_Task to complete_
Every line of the entries below that carries the string "TranscriptLog" should be copied.

== Segment start ==

// Dice pools: generation, classification, summaries and the push reroll.
use rand::Rng; // RNG utilities from the rand crate for generating face values.
use rand::rngs::ThreadRng;
use serde::{Deserialize, Serialize};
use std::collections::VecDeque;
use strum::IntoEnumIterator;
use strum_macros::{Display, EnumIter, EnumString};
use uuid::Uuid;

pub const SUCCESS_FACE: u8 = 6;
pub const FAILURE_FACE: u8 = 1;

// The three die categories. Which faces succeed, fail, break gear or may be
// pushed depends only on the category.
#[derive(
    Debug, Clone, Copy, PartialEq, Eq, Hash, Serialize, Deserialize, Display, EnumIter, EnumString,
)]
#[serde(rename_all = "lowercase")]
#[strum(serialize_all = "lowercase")]
pub enum DieColor {
    Green,  // Critical dice: attributes, rot resistance, rot damage.
    Yellow, // Hazard dice: skills.
    Black,  // Equipment dice: gear bonus, rot suit.
}

impl DieColor {
    pub fn is_success(self, value: u8) -> bool {
        value == SUCCESS_FACE
    }

    pub fn is_failure(self, value: u8) -> bool {
        matches!(self, DieColor::Yellow | DieColor::Black) && value == FAILURE_FACE
    }

    pub fn is_broken_gear(self, value: u8) -> bool {
        self == DieColor::Black && value == FAILURE_FACE
    }

    // Whether a face may be rerolled, ignoring the die's pushed flag.
    fn is_rerollable(self, value: u8) -> bool {
        match self {
            DieColor::Green => value != SUCCESS_FACE,
            DieColor::Yellow | DieColor::Black => (2..=5).contains(&value),
        }
    }
}

// A single die as it landed.
#[derive(Debug, Clone, PartialEq, Eq, Serialize, Deserialize)]
pub struct DieResult {
    pub id: Uuid,         // Unique within a roll.
    pub value: u8,        // Face, 1 to 6.
    pub color: DieColor,  // Category the die was requested under.
    #[serde(default)]
    pub pushed: bool,     // Set on dice produced by a push.
}

impl DieResult {
    pub fn new(color: DieColor, value: u8) -> Self {
        Self {
            id: Uuid::new_v4(),
            value,
            color,
            pushed: false,
        }
    }

    // Roll a fresh die of the given color.
    pub fn roll(color: DieColor, faces: &mut impl FaceSource) -> Self {
        Self::new(color, faces.roll_face())
    }

    pub fn is_success(&self) -> bool {
        self.color.is_success(self.value)
    }

    pub fn is_failure(&self) -> bool {
        self.color.is_failure(self.value)
    }

    pub fn is_broken_gear(&self) -> bool {
        self.color.is_broken_gear(self.value)
    }

    // A die may be pushed once, and only when its face is not locked.
    pub fn is_pushable(&self) -> bool {
        !self.pushed && self.color.is_rerollable(self.value)
    }

    // Face as shown on the physical dice.
    pub fn glyph(&self) -> String {
        match (self.value, self.color) {
            (SUCCESS_FACE, _) => "☢️".to_string(),
            (FAILURE_FACE, DieColor::Black) => "💥".to_string(),
            (FAILURE_FACE, DieColor::Yellow) => "☣️".to_string(),
            (value, _) => value.to_string(),
        }
    }
}

// Number of dice requested per color.
#[derive(Debug, Clone, Copy, Default, PartialEq, Eq, Serialize, Deserialize)]
pub struct DiceConfig {
    pub green: u32,
    pub yellow: u32,
    pub black: u32,
}

impl DiceConfig {
    pub fn new(green: u32, yellow: u32, black: u32) -> Self {
        Self {
            green,
            yellow,
            black,
        }
    }

    pub fn count(&self, color: DieColor) -> u32 {
        match color {
            DieColor::Green => self.green,
            DieColor::Yellow => self.yellow,
            DieColor::Black => self.black,
        }
    }

    pub fn set_count(&mut self, color: DieColor, count: u32) {
        match color {
            DieColor::Green => self.green = count,
            DieColor::Yellow => self.yellow = count,
            DieColor::Black => self.black = count,
        }
    }

    pub fn total(&self) -> u32 {
        self.green
            .saturating_add(self.yellow)
            .saturating_add(self.black)
    }

    pub fn is_empty(&self) -> bool {
        self.total() == 0
    }
}

// Totals derived from a set of dice. Never stored on its own: recompute it
// with `summarize` whenever the dice change.
#[derive(Debug, Clone, Copy, Default, PartialEq, Eq, Serialize, Deserialize)]
pub struct RollSummary {
    pub success_count: u32,
    pub failure_count: u32,
    pub broken_gear_count: u32, // Also included in failure_count.
}

// Source of face values for dice. Production code uses RngFaces, tests
// hand in a SequenceFaces to get exact, repeatable outcomes.
pub trait FaceSource {
    // Returns a face in 1..=6.
    fn roll_face(&mut self) -> u8;
}

// Uniform faces drawn from a rand RNG.
#[derive(Debug, Clone)]
pub struct RngFaces<R> {
    rng: R,
}

impl<R: Rng> RngFaces<R> {
    pub fn new(rng: R) -> Self {
        Self { rng }
    }
}

impl Default for RngFaces<ThreadRng> {
    fn default() -> Self {
        Self::new(rand::rng())
    }
}

impl<R: Rng> FaceSource for RngFaces<R> {
    fn roll_face(&mut self) -> u8 {
        self.rng.random_range(1..=6)
    }
}

// Replays a fixed list of faces, starting over when it runs out.
#[derive(Debug, Clone)]
pub struct SequenceFaces {
    faces: VecDeque<u8>,
}

impl SequenceFaces {
    // Faces outside 1..=6 are clamped into range.
    pub fn new(faces: impl IntoIterator<Item = u8>) -> Self {
        Self {
            faces: faces.into_iter().map(|face| face.clamp(1, 6)).collect(),
        }
    }
}

impl FaceSource for SequenceFaces {
    fn roll_face(&mut self) -> u8 {
        match self.faces.pop_front() {
            Some(face) => {
                self.faces.push_back(face);
                face
            }
            None => FAILURE_FACE,
        }
    }
}

// Roll every die in the pool, green first, then yellow, then black.
pub fn roll_pool(config: &DiceConfig, faces: &mut impl FaceSource) -> Vec<DieResult> {
    let mut results = Vec::with_capacity(config.total() as usize);
    for color in DieColor::iter() {
        for _ in 0..config.count(color) {
            results.push(DieResult::roll(color, faces));
        }
    }
    results
}

pub fn summarize(results: &[DieResult]) -> RollSummary {
    results
        .iter()
        .fold(RollSummary::default(), |mut summary, die| {
            if die.is_success() {
                summary.success_count += 1;
            }
            if die.is_failure() {
                summary.failure_count += 1;
            }
            if die.is_broken_gear() {
                summary.broken_gear_count += 1;
            }
            summary
        })
}

pub fn any_pushable(results: &[DieResult]) -> bool {
    results.iter().any(DieResult::is_pushable)
}

// Reroll every pushable die and keep the others as they are. Rerolled dice
// come back marked as pushed, so nothing in the output can be pushed again.
// With nothing pushable the input is returned unchanged.
pub fn push_pool(results: &[DieResult], faces: &mut impl FaceSource) -> Vec<DieResult> {
    results
        .iter()
        .map(|die| {
            if die.is_pushable() {
                DieResult {
                    pushed: true,
                    ..DieResult::roll(die.color, faces)
                }
            } else {
                die.clone()
            }
        })
        .collect()
}
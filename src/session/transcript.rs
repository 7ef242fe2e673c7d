use chrono::{DateTime, Utc};
use serde::{Deserialize, Serialize};
use std::sync::Arc;
use tokio::sync::{broadcast, Mutex};

/// Live observers that fall further behind than this lose the oldest updates
const UPDATE_BUFFER: usize = 256;

/// Who said it
#[derive(Debug, Clone, Copy, PartialEq, Eq, Hash, Serialize, Deserialize)]
#[serde(rename_all = "lowercase")]
pub enum Speaker {
    /// Recognized speech of the student
    User,
    /// The coach's spoken reply
    Model,
}

impl Speaker {
    /// Prefix the UI groups entries by
    pub fn label(self) -> &'static str {
        match self {
            Speaker::User => "You",
            Speaker::Model => "Maestro",
        }
    }
}

/// A single transcript fragment, exactly as it arrived
#[derive(Debug, Clone, PartialEq, Serialize, Deserialize)]
pub struct TranscriptEntry {
    pub speaker: Speaker,

    /// Fragment text
    pub text: String,

    /// When this fragment was received
    pub received_at: DateTime<Utc>,
}

impl TranscriptEntry {
    pub fn display(&self) -> String {
        format!("{}: {}", self.speaker.label(), self.text)
    }
}

/// Append-only, arrival-ordered transcript
///
/// Fragments are never merged or deduplicated; a continuation of the same
/// utterance is a new entry.
#[derive(Clone)]
pub struct TranscriptLog {
    entries: Arc<Mutex<Vec<TranscriptEntry>>>,
    updates: broadcast::Sender<TranscriptEntry>,
}

impl TranscriptLog {
    pub fn new() -> Self {
        let (updates, _) = broadcast::channel(UPDATE_BUFFER);
        Self {
            entries: Arc::new(Mutex::new(Vec::new())),
            updates,
        }
    }

    /// Append a fragment and notify observers
    pub async fn append(&self, speaker: Speaker, text: impl Into<String>) -> TranscriptEntry {
        let entry = TranscriptEntry {
            speaker,
            text: text.into(),
            received_at: Utc::now(),
        };

        {
            let mut entries = self.entries.lock().await;
            entries.push(entry.clone());
        }

        // No subscribers is fine
        let _ = self.updates.send(entry.clone());

        entry
    }

    /// Copy of the whole log
    pub async fn snapshot(&self) -> Vec<TranscriptEntry> {
        let entries = self.entries.lock().await;
        entries.clone()
    }

    pub async fn len(&self) -> usize {
        self.entries.lock().await.len()
    }

    pub async fn is_empty(&self) -> bool {
        self.entries.lock().await.is_empty()
    }

    /// Receive every entry appended from now on
    pub fn subscribe(&self) -> broadcast::Receiver<TranscriptEntry> {
        self.updates.subscribe()
    }
}

impl Default for TranscriptLog {
    fn default() -> Self {
        Self::new()
    }
}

== Segment end ==

_Solution for this problem_
pub struct TranscriptLog {
impl TranscriptLog {
impl Default for TranscriptLog {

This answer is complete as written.